In 1930, she ran a soup kitchen out of the 21st Street Mission. Known for her compassion and forward thinking, she sought to bring peace to the entire planet. But that same year, she was killed in a traffic accident. (TOS: "The City on the Edge of Forever")
Alternate timeline[]
McCoy's actions[]
After he had traveled back in time from the year 2267 to the year 1930 through the use of the sentient time portal known as the Guardian of Forever, Doctor Leonard McCoy made the acquaintance of Keeler, who took care of him while he was in a delusional paranoid state as the result of a cordrazine overdose he had accidentally administered to himself. Keeler was a strong and vocal pacifist, and her ideas on space travel, new energy sources, and a peaceful society were so far ahead of their time that they brought ridicule from those at the shelter.
Consequences[]
Upon recovering, McCoy saved Keeler from dying in a traffic accident, unwittingly changing history. This resulted in the creation of an alternate timeline in which Keeler continued striving for her goals, and eventually founded one of the largest peace movements in the United States. Her actions finally attracted the attention of President Franklin D. Roosevelt, with whom she met on February 23, 1936, to confer on her plan of action for assisting the needy. By the late 1930s, the growing pacifism caused by actions Keeler set into motion delayed the United States's involvement in World War II for so long that the delay allowed Germany to complete its heavy water experiments and be first in the development of the atomic bomb. This, together with the V-2 rocket, enabled Germany to conquer Earth.

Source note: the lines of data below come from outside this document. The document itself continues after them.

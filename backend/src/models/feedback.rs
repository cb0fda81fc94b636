use chrono::{DateTime, Utc};
use pharmacy_shared::{FeedbackAction, FeedbackForm, FeedbackKind};
use serde::{Deserialize, Serialize};
use sqlx::{FromRow, PgPool, Postgres, QueryBuilder};

use crate::error::AppError;

#[derive(Debug, Clone, FromRow, Serialize, Deserialize)]
pub struct CustomerFeedback {
    pub id: i64,
    pub name: String,
    pub email: Option<String>,
    pub rating: i32,
    pub feedback: String,
    pub is_approved: bool,
    pub is_featured: bool,
    pub created_at: DateTime<Utc>,
}

#[derive(Debug, Clone, FromRow, Serialize, Deserialize)]
pub struct ProductFeedback {
    pub id: i64,
    pub medicine_id: i64,
    pub medicine_name: String,
    pub name: String,
    pub email: Option<String>,
    pub rating: i32,
    pub feedback: String,
    pub is_approved: bool,
    pub created_at: DateTime<Utc>,
}

#[derive(Debug, Clone, Copy, PartialEq, Eq, Serialize, Deserialize)]
#[serde(rename_all = "lowercase")]
pub enum FeedbackStatus {
    Approved,
    Pending,
    Featured,
}

impl FeedbackStatus {
    pub fn parse(value: &str) -> Option<Self> {
        match value {
            "approved" => Some(FeedbackStatus::Approved),
            "pending" => Some(FeedbackStatus::Pending),
            "featured" => Some(FeedbackStatus::Featured),
            _ => None,
        }
    }
}

#[derive(Debug, Clone, Default)]
pub struct FeedbackFilter {
    pub rating: Option<i32>,
    pub status: Option<FeedbackStatus>,
    pub search: Option<String>,
    pub limit: i64,
    pub offset: i64,
}

#[derive(Debug, Clone, Copy, Default, FromRow, Serialize, Deserialize)]
pub struct FeedbackCounts {
    pub total_customer: i64,
    pub approved_customer: i64,
    pub total_product: i64,
    pub approved_product: i64,
}

/// Moderation flags after an action; `None` means the row is deleted
#[derive(Debug, Clone, Copy, PartialEq, Eq)]
pub struct ModerationFlags {
    pub is_approved: bool,
    pub is_featured: bool,
}

/// Apply a moderation action to the current flags.
/// Product feedback has no featured flag, so feature/unfeature are rejected for it.
pub fn moderate(
    kind: FeedbackKind,
    action: FeedbackAction,
    current: ModerationFlags,
) -> Result<Option<ModerationFlags>, AppError> {
    let next = match action {
        FeedbackAction::Approve => ModerationFlags {
            is_approved: true,
            ..current
        },
        FeedbackAction::Unapprove => ModerationFlags {
            is_approved: false,
            is_featured: false,
        },
        FeedbackAction::Feature | FeedbackAction::Unfeature if kind == FeedbackKind::Product => {
            return Err(AppError::Validation(
                "Product feedback cannot be featured".to_string(),
            ))
        }
        FeedbackAction::Feature => ModerationFlags {
            is_approved: true,
            is_featured: true,
        },
        FeedbackAction::Unfeature => ModerationFlags {
            is_featured: false,
            ..current
        },
        FeedbackAction::Delete => return Ok(None),
    };

    Ok(Some(next))
}

fn optional_email(email: &Option<String>) -> Option<String> {
    email
        .as_deref()
        .map(str::trim)
        .filter(|e| !e.is_empty())
        .map(str::to_string)
}

impl CustomerFeedback {
    pub async fn create(pool: &PgPool, form: &FeedbackForm) -> Result<Self, AppError> {
        let feedback = sqlx::query_as::<_, CustomerFeedback>(
            r#"
            INSERT INTO customer_feedbacks (name, email, rating, feedback)
            VALUES ($1, $2, $3, $4)
            RETURNING id, name, email, rating, feedback, is_approved, is_featured, created_at
            "#,
        )
        .bind(form.name.trim())
        .bind(optional_email(&form.email))
        .bind(form.rating)
        .bind(form.feedback.trim())
        .fetch_one(pool)
        .await?;

        Ok(feedback)
    }

    pub async fn find_by_id(pool: &PgPool, id: i64) -> Result<Option<Self>, AppError> {
        let feedback = sqlx::query_as::<_, CustomerFeedback>(
            "SELECT id, name, email, rating, feedback, is_approved, is_featured, created_at FROM customer_feedbacks WHERE id = $1",
        )
        .bind(id)
        .fetch_optional(pool)
        .await?;

        Ok(feedback)
    }

    /// Approved feedback for the home page, featured first then newest
    pub async fn approved(pool: &PgPool, limit: i64) -> Result<Vec<Self>, AppError> {
        let feedbacks = sqlx::query_as::<_, CustomerFeedback>(
            r#"
            SELECT id, name, email, rating, feedback, is_approved, is_featured, created_at
            FROM customer_feedbacks
            WHERE is_approved = TRUE
            ORDER BY is_featured DESC, created_at DESC
            LIMIT $1
            "#,
        )
        .bind(limit)
        .fetch_all(pool)
        .await?;

        Ok(feedbacks)
    }

    pub async fn search(pool: &PgPool, filter: &FeedbackFilter) -> Result<(Vec<Self>, i64), AppError> {
        let push_conditions = |builder: &mut QueryBuilder<'_, Postgres>| {
            builder.push(" WHERE 1=1");
            if let Some(rating) = filter.rating {
                builder.push(" AND rating = ");
                builder.push_bind(rating);
            }
            match filter.status {
                Some(FeedbackStatus::Approved) => {
                    builder.push(" AND is_approved = TRUE");
                }
                Some(FeedbackStatus::Pending) => {
                    builder.push(" AND is_approved = FALSE");
                }
                Some(FeedbackStatus::Featured) => {
                    builder.push(" AND is_featured = TRUE");
                }
                None => {}
            }
            if let Some(search) = filter.search.as_deref().map(str::trim).filter(|s| !s.is_empty()) {
                let pattern = format!("%{}%", search);
                builder.push(" AND (name ILIKE ");
                builder.push_bind(pattern.clone());
                builder.push(" OR email ILIKE ");
                builder.push_bind(pattern.clone());
                builder.push(" OR feedback ILIKE ");
                builder.push_bind(pattern);
                builder.push(")");
            }
        };

        let mut count_builder = QueryBuilder::<Postgres>::new("SELECT COUNT(*) FROM customer_feedbacks");
        push_conditions(&mut count_builder);
        let total: i64 = count_builder.build_query_scalar().fetch_one(pool).await?;

        let mut builder = QueryBuilder::<Postgres>::new(
            "SELECT id, name, email, rating, feedback, is_approved, is_featured, created_at FROM customer_feedbacks",
        );
        push_conditions(&mut builder);
        builder.push(" ORDER BY created_at DESC, id DESC LIMIT ");
        builder.push_bind(filter.limit);
        builder.push(" OFFSET ");
        builder.push_bind(filter.offset);

        let feedbacks = builder.build_query_as::<CustomerFeedback>().fetch_all(pool).await?;
        Ok((feedbacks, total))
    }

    pub async fn set_flags(pool: &PgPool, id: i64, flags: ModerationFlags) -> Result<bool, AppError> {
        let result = sqlx::query("UPDATE customer_feedbacks SET is_approved = $1, is_featured = $2 WHERE id = $3")
            .bind(flags.is_approved)
            .bind(flags.is_featured)
            .bind(id)
            .execute(pool)
            .await?;

        Ok(result.rows_affected() > 0)
    }

    pub async fn delete(pool: &PgPool, id: i64) -> Result<bool, AppError> {
        let result = sqlx::query("DELETE FROM customer_feedbacks WHERE id = $1")
            .bind(id)
            .execute(pool)
            .await?;

        Ok(result.rows_affected() > 0)
    }

    pub fn flags(&self) -> ModerationFlags {
        ModerationFlags {
            is_approved: self.is_approved,
            is_featured: self.is_featured,
        }
    }
}

const PRODUCT_FEEDBACK_SELECT: &str = r#"
    SELECT pf.id, pf.medicine_id, m.name AS medicine_name, pf.name, pf.email, pf.rating,
        pf.feedback, pf.is_approved, pf.created_at
    FROM product_feedbacks pf
    JOIN medicines m ON m.id = pf.medicine_id
"#;

impl ProductFeedback {
    pub async fn create(pool: &PgPool, medicine_id: i64, form: &FeedbackForm) -> Result<i64, AppError> {
        let id = sqlx::query_scalar::<_, i64>(
            r#"
            INSERT INTO product_feedbacks (medicine_id, name, email, rating, feedback)
            VALUES ($1, $2, $3, $4, $5)
            RETURNING id
            "#,
        )
        .bind(medicine_id)
        .bind(form.name.trim())
        .bind(optional_email(&form.email))
        .bind(form.rating)
        .bind(form.feedback.trim())
        .fetch_one(pool)
        .await?;

        Ok(id)
    }

    pub async fn find_by_id(pool: &PgPool, id: i64) -> Result<Option<Self>, AppError> {
        let sql = format!("{} WHERE pf.id = $1", PRODUCT_FEEDBACK_SELECT);
        let feedback = sqlx::query_as::<_, ProductFeedback>(&sql)
            .bind(id)
            .fetch_optional(pool)
            .await?;

        Ok(feedback)
    }

    pub async fn approved_for_medicine(pool: &PgPool, medicine_id: i64, limit: i64) -> Result<Vec<Self>, AppError> {
        let sql = format!(
            "{} WHERE pf.medicine_id = $1 AND pf.is_approved = TRUE ORDER BY pf.created_at DESC LIMIT $2",
            PRODUCT_FEEDBACK_SELECT
        );
        let feedbacks = sqlx::query_as::<_, ProductFeedback>(&sql)
            .bind(medicine_id)
            .bind(limit)
            .fetch_all(pool)
            .await?;

        Ok(feedbacks)
    }

    pub async fn search(pool: &PgPool, filter: &FeedbackFilter) -> Result<(Vec<Self>, i64), AppError> {
        let push_conditions = |builder: &mut QueryBuilder<'_, Postgres>| {
            builder.push(" WHERE 1=1");
            if let Some(rating) = filter.rating {
                builder.push(" AND pf.rating = ");
                builder.push_bind(rating);
            }
            match filter.status {
                Some(FeedbackStatus::Approved) => {
                    builder.push(" AND pf.is_approved = TRUE");
                }
                Some(FeedbackStatus::Pending) => {
                    builder.push(" AND pf.is_approved = FALSE");
                }
                // product feedback is never featured; the filter is ignored
                Some(FeedbackStatus::Featured) | None => {}
            }
            if let Some(search) = filter.search.as_deref().map(str::trim).filter(|s| !s.is_empty()) {
                let pattern = format!("%{}%", search);
                builder.push(" AND (pf.name ILIKE ");
                builder.push_bind(pattern.clone());
                builder.push(" OR pf.email ILIKE ");
                builder.push_bind(pattern.clone());
                builder.push(" OR pf.feedback ILIKE ");
                builder.push_bind(pattern.clone());
                builder.push(" OR m.name ILIKE ");
                builder.push_bind(pattern);
                builder.push(")");
            }
        };

        let mut count_builder = QueryBuilder::<Postgres>::new(
            "SELECT COUNT(*) FROM product_feedbacks pf JOIN medicines m ON m.id = pf.medicine_id",
        );
        push_conditions(&mut count_builder);
        let total: i64 = count_builder.build_query_scalar().fetch_one(pool).await?;

        let mut builder = QueryBuilder::<Postgres>::new(PRODUCT_FEEDBACK_SELECT);
        push_conditions(&mut builder);
        builder.push(" ORDER BY pf.created_at DESC, pf.id DESC LIMIT ");
        builder.push_bind(filter.limit);
        builder.push(" OFFSET ");
        builder.push_bind(filter.offset);

        let feedbacks = builder.build_query_as::<ProductFeedback>().fetch_all(pool).await?;
        Ok((feedbacks, total))
    }

    pub async fn set_approved(pool: &PgPool, id: i64, is_approved: bool) -> Result<bool, AppError> {
        let result = sqlx::query("UPDATE product_feedbacks SET is_approved = $1 WHERE id = $2")
            .bind(is_approved)
            .bind(id)
            .execute(pool)
            .await?;

        Ok(result.rows_affected() > 0)
    }

    pub async fn delete(pool: &PgPool, id: i64) -> Result<bool, AppError> {
        let result = sqlx::query("DELETE FROM product_feedbacks WHERE id = $1")
            .bind(id)
            .execute(pool)
            .await?;

        Ok(result.rows_affected() > 0)
    }

    pub fn flags(&self) -> ModerationFlags {
        ModerationFlags {
            is_approved: self.is_approved,
            is_featured: false,
        }
    }
}

impl FeedbackCounts {
    pub async fn load(pool: &PgPool) -> Result<Self, AppError> {
        let counts = sqlx::query_as::<_, FeedbackCounts>(
            r#"
            SELECT
                (SELECT COUNT(*) FROM customer_feedbacks) AS total_customer,
                (SELECT COUNT(*) FROM customer_feedbacks WHERE is_approved = TRUE) AS approved_customer,
                (SELECT COUNT(*) FROM product_feedbacks) AS total_product,
                (SELECT COUNT(*) FROM product_feedbacks WHERE is_approved = TRUE) AS approved_product
            "#,
        )
        .fetch_one(pool)
        .await?;

        Ok(counts)
    }
}

#[cfg(test)]
mod tests {
    use super::*;

    const PENDING: ModerationFlags = ModerationFlags {
        is_approved: false,
        is_featured: false,
    };

    #[test]
    fn feature_also_approves() {
        let next = moderate(FeedbackKind::Customer, FeedbackAction::Feature, PENDING).unwrap();
        assert_eq!(
            next,
            Some(ModerationFlags {
                is_approved: true,
                is_featured: true
            })
        );
    }

    #[test]
    fn unapprove_clears_featured() {
        let featured = ModerationFlags {
            is_approved: true,
            is_featured: true,
        };
        let next = moderate(FeedbackKind::Customer, FeedbackAction::Unapprove, featured).unwrap();
        assert_eq!(next, Some(PENDING));
    }

    #[test]
    fn unfeature_keeps_approval() {
        let featured = ModerationFlags {
            is_approved: true,
            is_featured: true,
        };
        let next = moderate(FeedbackKind::Customer, FeedbackAction::Unfeature, featured)
            .unwrap()
            .unwrap();
        assert!(next.is_approved);
        assert!(!next.is_featured);
    }

    #[test]
    fn product_feedback_cannot_be_featured() {
        assert!(moderate(FeedbackKind::Product, FeedbackAction::Feature, PENDING).is_err());
        assert_eq!(
            moderate(FeedbackKind::Product, FeedbackAction::Approve, PENDING).unwrap(),
            Some(ModerationFlags {
                is_approved: true,
                is_featured: false
            })
        );
    }

    #[test]
    fn delete_drops_the_row() {
        assert_eq!(
            moderate(FeedbackKind::Customer, FeedbackAction::Delete, PENDING).unwrap(),
            None
        );
        assert_eq!(FeedbackStatus::parse("featured"), Some(FeedbackStatus::Featured));
        assert_eq!(FeedbackStatus::parse("all"), None);
    }
}
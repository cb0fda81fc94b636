use serde::Deserialize;
use std::time::Duration;

#[derive(Debug, Clone, Deserialize)]
pub struct AppConfig {
    pub host: String,
    pub port: u16,
    pub database_url: String,
    pub jwt_secret: String,
    pub max_db_connections: u32,
    pub session_ttl_days: i64,
    pub cors_origin: Option<String>,
    pub secure_cookies: bool,
}

impl AppConfig {
    pub fn from_env() -> Result<Self, config::ConfigError> {
        dotenvy::dotenv().ok();

        let config = config::Config::builder()
            .set_default("host", "127.0.0.1")?
            .set_default("port", 8080)?
            .set_default("max_db_connections", 20)?
            .set_default("session_ttl_days", 14)?
            .set_default("secure_cookies", false)?
            .add_source(config::Environment::default())
            .build()?;

        config.try_deserialize()
    }

    pub fn session_ttl(&self) -> Duration {
        Duration::from_secs(self.session_ttl_days.max(1) as u64 * 24 * 60 * 60)
    }

    pub fn bind_address(&self) -> String {
        format!("{}:{}", self.host, self.port)
    }
}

Kirk's and Spock's actions[]
In the future, Captain James T. Kirk and Commander Spock learned of this alteration to history from the Guardian, who told them that, due to McCoy's actions in the past, history had been altered and the Earth they knew no longer existed. Having no choice, Kirk and Spock opted to travel to the past through the Guardian's portal, hoping to undo the damage to history caused by McCoy.
Interactions with Keeler[]
Arriving at a point in time before McCoy's arrival, they met Edith Keeler, with whom Kirk quickly fell in love and the two began a relationship. Keeler also observed that Spock was a true and loyal friend who belonged at Kirk's side, seemed always to have so belonged, and was convinced that he always would. Keeler mistakenly thought that Spock and Kirk had served together in World War I, and that was why Spock referred to Kirk as "captain."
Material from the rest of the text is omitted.